Task description :: Look below for the line that has "cached between calls.". Set down the lines from there through the line that has "pub fn get_from_args(&self, args: &[Value])", exactly as written.

————

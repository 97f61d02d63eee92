//! Configuration management for chatnoir-retrieve
//!
//! Settings live in a TOML file with one section per concern. A missing file
//! means defaults; selected keys can be overridden from the environment.

use crate::client::{Index, Slop, DEFAULT_BASE_URL};
use crate::error::{Result, RetrieveError};
use crate::retrieval::{Feature, FeatureSet, RetrieverConfig};
use serde::{Deserialize, Serialize};
use std::path::{Path, PathBuf};
use std::time::Duration;

mod validator;

pub use validator::{ConfigValidator, MAX_BACKOFF_SECONDS};

/// Schema version written to new configuration files
pub const SCHEMA_VERSION: &str = "1.0.0";

/// Prefix of environment overrides, e.g. `CHATNOIR_RETRIEVE_RETRIEVAL__PAGE_SIZE`
pub const ENV_PREFIX: &str = "CHATNOIR_RETRIEVE_";

/// Main configuration structure
#[derive(Debug, Clone, Serialize, Deserialize)]
pub struct Config {
    #[serde(rename = "_meta")]
    pub meta: MetaConfig,
    pub api: ApiConfig,
    pub retrieval: RetrieverConfig,
    pub output: OutputConfig,
}

/// Metadata about the configuration
#[derive(Debug, Clone, Serialize, Deserialize)]
pub struct MetaConfig {
    pub schema_version: String,
    #[serde(default = "current_timestamp")]
    pub created_at: String,
    #[serde(default = "current_timestamp")]
    pub last_modified: String,
}

fn current_timestamp() -> String {
    chrono::Utc::now().to_rfc3339()
}

/// Search API connection settings
#[derive(Debug, Clone, Serialize, Deserialize)]
pub struct ApiConfig {
    pub base_url: String,
    /// Environment variable holding the API key
    pub api_key_env: String,
    pub timeout_seconds: u64,
}

/// Run file settings
#[derive(Debug, Clone, Serialize, Deserialize)]
pub struct OutputConfig {
    /// Run tag written in the last column of TREC runs
    pub tag: String,
    pub format: String, // "trec" or "jsonl"
}

impl Config {
    /// Load configuration from a file
    pub fn load(path: &Path) -> Result<Self> {
        let content = std::fs::read_to_string(path).map_err(|e| RetrieveError::Io {
            source: e,
            context: format!("Failed to read config file: {:?}", path),
        })?;

        let config: Config = toml::from_str(&content)?;

        ConfigValidator::validate(&config)?;

        Ok(config)
    }

    /// Save configuration to a file
    pub fn save(&self, path: &Path) -> Result<()> {
        let content = toml::to_string_pretty(self)?;
        std::fs::write(path, content).map_err(|e| RetrieveError::Io {
            source: e,
            context: format!("Failed to write config file: {:?}", path),
        })?;
        Ok(())
    }

    /// Apply environment variable overrides
    /// Environment variables in format: CHATNOIR_RETRIEVE_SECTION__KEY=value
    pub fn apply_env_overrides(&mut self) {
        self.apply_overrides(std::env::vars());
    }

    fn apply_overrides(&mut self, vars: impl Iterator<Item = (String, String)>) {
        for (key, value) in vars {
            if let Some(config_key) = key.strip_prefix(ENV_PREFIX) {
                if let Err(e) = self.set_value_from_env(config_key, &value) {
                    tracing::warn!("Failed to apply env override {}: {}", key, e);
                }
            }
        }
    }

    fn set_value_from_env(&mut self, path: &str, value: &str) -> Result<()> {
        let invalid = |message: String| RetrieveError::InvalidConfigValue {
            path: path.to_string(),
            message,
        };

        match path {
            "API__BASE_URL" => {
                self.api.base_url = value.to_string();
            }
            "API__API_KEY_ENV" => {
                self.api.api_key_env = value.to_string();
            }
            "RETRIEVAL__INDEX" => {
                self.retrieval.index = value
                    .split(',')
                    .map(str::parse::<Index>)
                    .collect::<Result<_>>()?;
            }
            "RETRIEVAL__FEATURES" => {
                self.retrieval.features = value
                    .split(',')
                    .filter(|s| !s.trim().is_empty())
                    .map(str::parse::<Feature>)
                    .collect::<Result<FeatureSet>>()?;
            }
            "RETRIEVAL__PHRASES" => {
                self.retrieval.phrases = value
                    .parse()
                    .map_err(|_| invalid(format!("Cannot parse '{}' as boolean", value)))?;
            }
            "RETRIEVAL__SLOP" => {
                let slop: u8 = value
                    .parse()
                    .map_err(|_| invalid(format!("Cannot parse '{}' as integer", value)))?;
                self.retrieval.slop = Slop::try_from(slop)?;
            }
            "RETRIEVAL__NUM_RESULTS" => {
                self.retrieval.num_results = if value.eq_ignore_ascii_case("none") {
                    None
                } else {
                    Some(value.parse().map_err(|_| {
                        invalid(format!("Cannot parse '{}' as integer", value))
                    })?)
                };
            }
            "RETRIEVAL__PAGE_SIZE" => {
                self.retrieval.page_size = value
                    .parse()
                    .map_err(|_| invalid(format!("Cannot parse '{}' as integer", value)))?;
            }
            "OUTPUT__TAG" => {
                self.output.tag = value.to_string();
            }
            _ => {
                tracing::debug!("Unknown env config key: {}", path);
            }
        }
        Ok(())
    }

    /// Read the API key from the configured environment variable
    pub fn resolve_api_key(&self) -> Result<String> {
        match std::env::var(&self.api.api_key_env) {
            Ok(key) if !key.trim().is_empty() => Ok(key),
            _ => Err(RetrieveError::Config(format!(
                "Must specify the ChatNoir API key in the {} environment variable",
                self.api.api_key_env
            ))),
        }
    }

    /// Retriever settings with the given API key filled in
    pub fn retriever_config(&self, api_key: impl Into<String>) -> RetrieverConfig {
        RetrieverConfig {
            api_key: api_key.into(),
            ..self.retrieval.clone()
        }
    }

    pub fn timeout(&self) -> Duration {
        Duration::from_secs(self.api.timeout_seconds)
    }

    /// Get the default configuration file path
    pub fn default_path() -> Result<PathBuf> {
        let config_dir = dirs::config_dir().ok_or_else(|| {
            RetrieveError::Config("Cannot determine config directory".to_string())
        })?;

        Ok(config_dir.join("chatnoir-retrieve").join("config.toml"))
    }
}

impl Default for Config {
    fn default() -> Self {
        Self {
            meta: MetaConfig {
                schema_version: SCHEMA_VERSION.to_string(),
                created_at: current_timestamp(),
                last_modified: current_timestamp(),
            },
            api: ApiConfig {
                base_url: DEFAULT_BASE_URL.to_string(),
                api_key_env: "CHATNOIR_API_KEY".to_string(),
                timeout_seconds: 60,
            },
            retrieval: RetrieverConfig::default(),
            output: OutputConfig {
                tag: "chatnoir".to_string(),
                format: "trec".to_string(),
            },
        }
    }
}
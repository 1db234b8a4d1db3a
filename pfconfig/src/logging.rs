//! Diagnostic tracing for the CLI.
//!
//! Logs go to stderr so stdout stays clean for the JSON the CLI prints.

use tracing_subscriber::{EnvFilter, fmt, layer::SubscriberExt, util::SubscriberInitExt};

/// Initialize the tracing subscriber.
///
/// Reads `RUST_LOG`. Falls back to `debug` when `verbose` is set, `warn` otherwise.
///
/// # Example
/// ```bash
/// RUST_LOG=pfconfig=debug pfconfig get system:hostname
/// ```
pub fn init(verbose: bool) {
    let fallback = if verbose { "debug" } else { "warn" };
    let filter = EnvFilter::try_from_default_env().unwrap_or_else(|_| EnvFilter::new(fallback));

    tracing_subscriber::registry()
        .with(filter)
        .with(fmt::layer().with_writer(std::io::stderr).compact())
        .init();
}
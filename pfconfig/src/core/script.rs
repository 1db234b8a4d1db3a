//! PHP script assembly for the appliance's `php-cgi` interpreter.
//!
//! A [`Script`] is a list of `require_once` includes plus a body of statement
//! lines. Rendering is pure and deterministic: the same includes and body
//! always produce byte-identical text.

use std::fmt;

/// Opening tag emitted before the include block.
pub const START_MARKER: &str = "<?php";
/// Closing tag emitted after the body.
pub const END_MARKER: &str = "?>";

/// Includes applied when a script is built without an explicit list.
///
/// Order matters: `config.inc` expects the globals and helper functions to be
/// loaded first.
pub const DEFAULT_INCLUDES: [&str; 4] = ["globals.inc", "functions.inc", "config.inc", "util.inc"];

/// A runnable unit of PHP: include directives followed by body lines.
#[derive(Debug, Clone, PartialEq, Eq)]
pub struct Script {
    includes: Vec<String>,
    body: Vec<String>,
}

impl Script {
    /// Build a script from body fragments using [`DEFAULT_INCLUDES`].
    pub fn new<I, S>(fragments: I) -> Self
    where
        I: IntoIterator<Item = S>,
        S: AsRef<str>,
    {
        Self::with_includes(DEFAULT_INCLUDES, fragments)
    }

    /// Build a script with an explicit include list.
    ///
    /// The list is used as given, so an empty list renders no directives.
    /// Fragments may span several lines; a blank line is inserted before a
    /// fragment once the body already holds lines, never inside one.
    pub fn with_includes<N, M, I, S>(includes: N, fragments: I) -> Self
    where
        N: IntoIterator<Item = M>,
        M: Into<String>,
        I: IntoIterator<Item = S>,
        S: AsRef<str>,
    {
        let mut body: Vec<String> = Vec::new();
        for fragment in fragments {
            if !body.is_empty() {
                body.push(String::new());
            }
            body.extend(fragment.as_ref().lines().map(str::to_string));
        }
        Self {
            includes: includes.into_iter().map(Into::into).collect(),
            body,
        }
    }

    pub fn includes(&self) -> &[String] {
        &self.includes
    }

    pub fn body(&self) -> &[String] {
        &self.body
    }

    /// Render interpreter-ready source text.
    ///
    /// The include block and the body are concatenated verbatim, with no
    /// newline between the last directive and the first body line.
    pub fn render(&self) -> String {
        let includes_block = self
            .includes
            .iter()
            .map(|include| include_directive(include))
            .collect::<Vec<_>>()
            .join("\n");
        format!(
            "{START_MARKER}\n{includes_block}{}\n{END_MARKER}",
            self.body.join("\n")
        )
    }
}

impl fmt::Display for Script {
    fn fmt(&self, f: &mut fmt::Formatter<'_>) -> fmt::Result {
        f.write_str(&self.render())
    }
}

fn include_directive(include: &str) -> String {
    format!("require_once(\"{include}\");")
}
//! Colon-delimited key paths into a [`ConfigTree`].

use std::fmt;

use serde_json::Value;

use crate::core::types::ConfigTree;

/// Separator between path segments.
pub const SEPARATOR: char = ':';

/// An ordered list of lookup keys, e.g. `interfaces:wan:ipaddr`.
///
/// The empty path has no segments and resolves to the whole tree.
#[derive(Debug, Clone, PartialEq, Eq, Default)]
pub struct KeyPath {
    segments: Vec<String>,
}

impl KeyPath {
    pub fn parse(raw: &str) -> Self {
        if raw.is_empty() {
            return Self::default();
        }
        Self {
            segments: raw.split(SEPARATOR).map(str::to_string).collect(),
        }
    }

    pub fn segments(&self) -> &[String] {
        &self.segments
    }

    pub fn is_empty(&self) -> bool {
        self.segments.is_empty()
    }

    /// Walk `tree` one segment at a time.
    ///
    /// Objects are indexed by key and arrays by decimal index. The first
    /// segment that does not match yields `None`; partial matches are never
    /// returned.
    pub fn resolve<'a>(&self, tree: &'a ConfigTree) -> Option<&'a ConfigTree> {
        self.segments
            .iter()
            .try_fold(tree, |node, segment| descend(node, segment))
    }
}

impl fmt::Display for KeyPath {
    fn fmt(&self, f: &mut fmt::Formatter<'_>) -> fmt::Result {
        f.write_str(&self.segments.join(":"))
    }
}

fn descend<'a>(node: &'a Value, segment: &str) -> Option<&'a Value> {
    match node {
        Value::Object(map) => map.get(segment),
        Value::Array(items) => segment
            .parse::<usize>()
            .ok()
            .and_then(|index| items.get(index)),
        _ => None,
    }
}

/// Resolve an optional raw path against `tree`, cloning the matched subtree.
pub fn resolve_path(tree: ConfigTree, raw: Option<&str>) -> Option<ConfigTree> {
    let path = match raw {
        Some(raw) => KeyPath::parse(raw),
        None => return Some(tree),
    };
    if path.is_empty() {
        return Some(tree);
    }
    path.resolve(&tree).cloned()
}
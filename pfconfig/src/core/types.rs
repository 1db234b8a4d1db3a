//! Shared types passed between the interpreter runner and the resolver.

use serde_json::Value;

/// Decoded appliance configuration.
///
/// The shape is defined by the appliance, so it stays a generic JSON value
/// (object, array, string, number, bool or null).
pub type ConfigTree = Value;

/// Output of one interpreter run.
#[derive(Debug, Clone, PartialEq, Eq, Default)]
pub struct ExecutionResult {
    /// Stdout with any leading `Content-Type:` header removed.
    pub stdout: String,
    /// Stderr exactly as the interpreter wrote it.
    pub stderr: String,
    /// Exit code, when the child exited normally. Informational only.
    pub exit_code: Option<i32>,
    /// Stdout bytes discarded after the capture limit was reached.
    pub stdout_truncated: usize,
}

impl ExecutionResult {
    pub fn new(stdout: impl Into<String>, stderr: impl Into<String>) -> Self {
        Self {
            stdout: stdout.into(),
            stderr: stderr.into(),
            exit_code: Some(0),
            stdout_truncated: 0,
        }
    }
}
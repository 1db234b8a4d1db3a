//! Settings for reaching the appliance interpreter, stored as TOML.

use std::fs;
use std::path::{Path, PathBuf};
use std::time::Duration;

use anyhow::{Context, Result, anyhow};
use serde::{Deserialize, Serialize};

use crate::core::script::DEFAULT_INCLUDES;

/// Default location of `php-cgi` on the appliance.
pub const DEFAULT_INTERPRETER: &str = "/usr/local/bin/php-cgi";

/// Interpreter settings (TOML).
///
/// Missing fields default to the stock appliance layout. The values are read
/// once at startup and never mutated afterwards.
#[derive(Debug, Clone, Serialize, Deserialize, PartialEq, Eq)]
#[serde(default)]
pub struct Settings {
    /// Interpreter executable, spawned with no arguments.
    pub interpreter: PathBuf,

    /// Kill the interpreter after this many seconds. `0` waits indefinitely.
    pub timeout_secs: u64,

    /// Discard stdout/stderr beyond this many bytes.
    pub output_limit_bytes: usize,

    /// Include files required by every generated script.
    pub includes: Vec<String>,
}

impl Default for Settings {
    fn default() -> Self {
        Self {
            interpreter: PathBuf::from(DEFAULT_INTERPRETER),
            timeout_secs: 120,
            output_limit_bytes: 16 * 1024 * 1024,
            includes: DEFAULT_INCLUDES.iter().map(|s| s.to_string()).collect(),
        }
    }
}

impl Settings {
    pub fn validate(&self) -> Result<()> {
        if self.interpreter.as_os_str().is_empty() {
            return Err(anyhow!("interpreter must be a non-empty path"));
        }
        if self.output_limit_bytes == 0 {
            return Err(anyhow!("output_limit_bytes must be > 0"));
        }
        if self.includes.iter().any(|inc| inc.trim().is_empty()) {
            return Err(anyhow!("includes must not contain blank entries"));
        }
        Ok(())
    }

    pub fn timeout(&self) -> Option<Duration> {
        (self.timeout_secs > 0).then(|| Duration::from_secs(self.timeout_secs))
    }
}

/// Load settings from a TOML file.
///
/// If the file is missing, returns `Settings::default()`.
pub fn load_settings(path: &Path) -> Result<Settings> {
    if !path.exists() {
        let settings = Settings::default();
        settings.validate()?;
        return Ok(settings);
    }
    let contents = fs::read_to_string(path).with_context(|| format!("read {}", path.display()))?;
    let settings: Settings =
        toml::from_str(&contents).with_context(|| format!("parse {}", path.display()))?;
    settings
        .validate()
        .with_context(|| format!("validate {}", path.display()))?;
    Ok(settings)
}

#[cfg(test)]
mod tests {
    use super::*;

    #[test]
    fn load_missing_returns_default() {
        let temp = tempfile::tempdir().expect("tempdir");
        let settings = load_settings(&temp.path().join("missing.toml")).expect("load");
        assert_eq!(settings, Settings::default());
        assert_eq!(settings.timeout(), Some(Duration::from_secs(120)));
    }

    #[test]
    fn partial_file_keeps_remaining_defaults() {
        let temp = tempfile::tempdir().expect("tempdir");
        let path = temp.path().join("pfconfig.toml");
        fs::write(&path, "interpreter = \"/opt/php-cgi\"\ntimeout_secs = 0\n").expect("write");

        let settings = load_settings(&path).expect("load");
        assert_eq!(settings.interpreter, PathBuf::from("/opt/php-cgi"));
        assert_eq!(settings.timeout(), None);
        assert_eq!(settings.includes, Settings::default().includes);
    }

    #[test]
    fn zero_output_limit_is_rejected() {
        let temp = tempfile::tempdir().expect("tempdir");
        let path = temp.path().join("pfconfig.toml");
        fs::write(&path, "output_limit_bytes = 0\n").expect("write");

        let err = load_settings(&path).expect_err("invalid");
        assert!(format!("{err:#}").contains("output_limit_bytes must be > 0"));
    }

    #[test]
    fn blank_include_is_rejected() {
        let settings = Settings {
            includes: vec!["config.inc".to_string(), " ".to_string()],
            ..Settings::default()
        };
        assert!(settings.validate().is_err());
    }
}
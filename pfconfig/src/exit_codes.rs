//! Stable exit codes for pfconfig CLI commands.

/// Command succeeded.
pub const OK: i32 = 0;
/// Command failed: bad arguments or settings, interpreter or decode errors.
pub const INVALID: i32 = 1;
/// `pfconfig get` key path matched nothing.
pub const NOT_FOUND: i32 = 2;
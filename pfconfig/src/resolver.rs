//! Fetch the appliance configuration tree and look up key paths in it.
//!
//! Every call renders a fresh dump script, runs it through the interpreter,
//! and decodes stdout. Nothing is cached between calls.

use serde_json::Value;
use tracing::{debug, instrument};

use crate::core::key_path::resolve_path;
use crate::core::script::{DEFAULT_INCLUDES, Script};
use crate::core::types::ConfigTree;
use crate::error::ConfigError;
use crate::io::interpreter::Interpreter;

/// PHP statement that prints `$config` as pretty-printed JSON.
pub const DUMP_CONFIG_PHP: &str = "print_r(json_encode($config, $options=JSON_PRETTY_PRINT));";

/// Resolves configuration lookups against a live interpreter.
#[derive(Debug, Clone)]
pub struct ConfigResolver<I> {
    interpreter: I,
    includes: Vec<String>,
}

impl<I: Interpreter> ConfigResolver<I> {
    /// Create a resolver whose scripts use [`DEFAULT_INCLUDES`].
    pub fn new(interpreter: I) -> Self {
        Self::with_includes(interpreter, DEFAULT_INCLUDES.iter().map(|s| s.to_string()))
    }

    pub fn with_includes(interpreter: I, includes: impl IntoIterator<Item = String>) -> Self {
        Self {
            interpreter,
            includes: includes.into_iter().collect(),
        }
    }

    pub fn interpreter(&self) -> &I {
        &self.interpreter
    }

    /// Script used to dump the configuration.
    pub fn dump_script(&self) -> Script {
        Script::with_includes(self.includes.iter().cloned(), [DUMP_CONFIG_PHP])
    }

    /// Fetch the config and return the subtree at `key_path`.
    ///
    /// `None` or an empty path returns the whole tree. `Ok(None)` means the
    /// path did not match; interpreter and decode failures are errors.
    #[instrument(skip(self))]
    pub fn get(&self, key_path: Option<&str>) -> Result<Option<ConfigTree>, ConfigError> {
        let result = self.interpreter.run(&self.dump_script())?;
        if result.stdout_truncated > 0 {
            return Err(ConfigError::Truncated {
                discarded: result.stdout_truncated,
            });
        }
        let tree = decode_config(&result.stdout, &result.stderr)?;
        let found = resolve_path(tree, key_path);
        if found.is_none() {
            debug!("key path matched nothing");
        }
        Ok(found)
    }

    /// Like [`ConfigResolver::get`], for callers that pass loosely typed arguments.
    ///
    /// Accepts zero arguments or a single string.
    pub fn get_from_args(&self, args: &[Value]) -> Result<Option<ConfigTree>, ConfigError> {
        let key_path = key_path_from_args(args)?;
        self.get(key_path)
    }
}

/// Validate a dynamic argument list and extract the optional key path.
pub fn key_path_from_args(args: &[Value]) -> Result<Option<&str>, ConfigError> {
    match args {
        [] => Ok(None),
        [Value::String(path)] => Ok(Some(path.as_str())),
        [other] => Err(ConfigError::InvalidArgument(format!(
            "key path must be a string, got {other}"
        ))),
        _ => Err(ConfigError::InvalidArgument(format!(
            "expected at most one key path argument, got {}",
            args.len()
        ))),
    }
}

/// Decode interpreter stdout into a [`ConfigTree`].
///
/// `stderr` is attached to the error so interpreter-side failures (parse
/// errors, missing includes) stay visible.
pub fn decode_config(stdout: &str, stderr: &str) -> Result<ConfigTree, ConfigError> {
    serde_json::from_str(stdout).map_err(|source| ConfigError::Decode {
        source,
        stderr: stderr.to_string(),
    })
}

#[cfg(test)]
mod tests {
    use serde_json::json;

    use super::*;
    use crate::core::types::ExecutionResult;
    use crate::test_support::ScriptedInterpreter;

    fn resolver_with(stdout: &str) -> ConfigResolver<ScriptedInterpreter> {
        ConfigResolver::new(ScriptedInterpreter::new(vec![ExecutionResult::new(stdout, "")]))
    }

    #[test]
    fn dump_script_uses_default_includes() {
        let resolver = resolver_with("{}");
        assert_eq!(
            resolver.dump_script().render(),
            "<?php\nrequire_once(\"globals.inc\");\nrequire_once(\"functions.inc\");\n\
             require_once(\"config.inc\");\nrequire_once(\"util.inc\");\
             print_r(json_encode($config, $options=JSON_PRETTY_PRINT));\n?>"
        );
    }

    #[test]
    fn get_without_path_returns_full_tree() {
        let resolver = resolver_with("{\"a\":{\"b\":1}}");
        assert_eq!(resolver.get(None).expect("get"), Some(json!({"a": {"b": 1}})));
    }

    #[test]
    fn get_walks_key_path() {
        let resolver = resolver_with("{\"a\":{\"b\":{\"c\":42}}}");
        assert_eq!(resolver.get(Some("a:b:c")).expect("get"), Some(json!(42)));
    }

    #[test]
    fn get_reports_miss_as_none() {
        let resolver = resolver_with("{\"a\":{\"b\":{\"c\":42}}}");
        assert_eq!(resolver.get(Some("a:z:c")).expect("get"), None);
    }

    #[test]
    fn every_call_runs_the_interpreter() {
        let interpreter = ScriptedInterpreter::new(vec![
            ExecutionResult::new("{\"rev\":1}", ""),
            ExecutionResult::new("{\"rev\":2}", ""),
        ]);
        let resolver = ConfigResolver::new(&interpreter);
        assert_eq!(resolver.get(Some("rev")).expect("first"), Some(json!(1)));
        assert_eq!(resolver.get(Some("rev")).expect("second"), Some(json!(2)));
        assert_eq!(interpreter.scripts().len(), 2);
    }

    #[test]
    fn non_json_output_is_a_decode_error() {
        let interpreter = ScriptedInterpreter::new(vec![ExecutionResult::new(
            "PHP Fatal error: require_once(): Failed opening required 'config.inc'",
            "missing include",
        )]);
        let resolver = ConfigResolver::new(interpreter);
        let err = resolver.get(None).expect_err("decode fails");
        assert!(matches!(err, ConfigError::Decode { .. }));
        assert_eq!(err.stderr(), Some("missing include"));
    }

    #[test]
    fn interpreter_failure_propagates_unchanged() {
        let resolver = ConfigResolver::new(ScriptedInterpreter::new(Vec::new()));
        let err = resolver.get(Some("system")).expect_err("no result queued");
        assert!(matches!(err, ConfigError::Communication { .. }));
    }

    #[test]
    fn clipped_output_is_reported_as_truncated() {
        let interpreter = ScriptedInterpreter::new(vec![ExecutionResult {
            stdout_truncated: 4096,
            ..ExecutionResult::new("{\"interfaces\":{\"wan\"", "")
        }]);
        let err = ConfigResolver::new(interpreter)
            .get(None)
            .expect_err("truncated");
        assert!(matches!(err, ConfigError::Truncated { discarded: 4096 }));
    }

    #[test]
    fn empty_output_is_a_decode_error() {
        let err = resolver_with("").get(None).expect_err("decode fails");
        assert!(matches!(err, ConfigError::Decode { .. }));
    }

    #[test]
    fn two_arguments_are_rejected() {
        let err = resolver_with("{}")
            .get_from_args(&[json!("a"), json!("b")])
            .expect_err("invalid");
        assert!(matches!(err, ConfigError::InvalidArgument(_)));
    }

    #[test]
    fn non_string_argument_is_rejected() {
        let err = key_path_from_args(&[json!(7)]).expect_err("invalid");
        assert!(matches!(err, ConfigError::InvalidArgument(_)));
    }

    #[test]
    fn invalid_arguments_do_not_run_the_interpreter() {
        let interpreter = ScriptedInterpreter::new(Vec::new());
        let resolver = ConfigResolver::new(&interpreter);
        assert!(resolver.get_from_args(&[json!(["a"])]).is_err());
        assert!(interpreter.scripts().is_empty());
    }

    #[test]
    fn single_string_argument_is_used_as_path() {
        let resolver = resolver_with("{\"system\":{\"hostname\":\"fw\"}}");
        assert_eq!(
            resolver
                .get_from_args(&[json!("system:hostname")])
                .expect("get"),
            Some(json!("fw"))
        );
    }
}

————

Answer box ::
//! and decodes stdout. Nothing is cached between calls.

use serde_json::Value;
use tracing::{debug, instrument};

use crate::core::key_path::resolve_path;
use crate::core::script::{DEFAULT_INCLUDES, Script};
use crate::core::types::ConfigTree;
use crate::error::ConfigError;
use crate::io::interpreter::Interpreter;

/// PHP statement that prints `$config` as pretty-printed JSON.
pub const DUMP_CONFIG_PHP: &str = "print_r(json_encode($config, $options=JSON_PRETTY_PRINT));";

/// Resolves configuration lookups against a live interpreter.
#[derive(Debug, Clone)]
pub struct ConfigResolver<I> {
    interpreter: I,
    includes: Vec<String>,
}

impl<I: Interpreter> ConfigResolver<I> {
    /// Create a resolver whose scripts use [`DEFAULT_INCLUDES`].
    pub fn new(interpreter: I) -> Self {
        Self::with_includes(interpreter, DEFAULT_INCLUDES.iter().map(|s| s.to_string()))
    }

    pub fn with_includes(interpreter: I, includes: impl IntoIterator<Item = String>) -> Self {
        Self {
            interpreter,
            includes: includes.into_iter().collect(),
        }
    }

    pub fn interpreter(&self) -> &I {
        &self.interpreter
    }

    /// Script used to dump the configuration.
    pub fn dump_script(&self) -> Script {
        Script::with_includes(self.includes.iter().cloned(), [DUMP_CONFIG_PHP])
    }

    /// Fetch the config and return the subtree at `key_path`.
    ///
    /// `None` or an empty path returns the whole tree. `Ok(None)` means the
    /// path did not match; interpreter and decode failures are errors.
    #[instrument(skip(self))]
    pub fn get(&self, key_path: Option<&str>) -> Result<Option<ConfigTree>, ConfigError> {
        let result = self.interpreter.run(&self.dump_script())?;
        if result.stdout_truncated > 0 {
            return Err(ConfigError::Truncated {
                discarded: result.stdout_truncated,
            });
        }
        let tree = decode_config(&result.stdout, &result.stderr)?;
        let found = resolve_path(tree, key_path);
        if found.is_none() {
            debug!("key path matched nothing");
        }
        Ok(found)
    }

    /// Like [`ConfigResolver::get`], for callers that pass loosely typed arguments.
    ///
    /// Accepts zero arguments or a single string.
    pub fn get_from_args(&self, args: &[Value]) -> Result<Option<ConfigTree>, ConfigError> {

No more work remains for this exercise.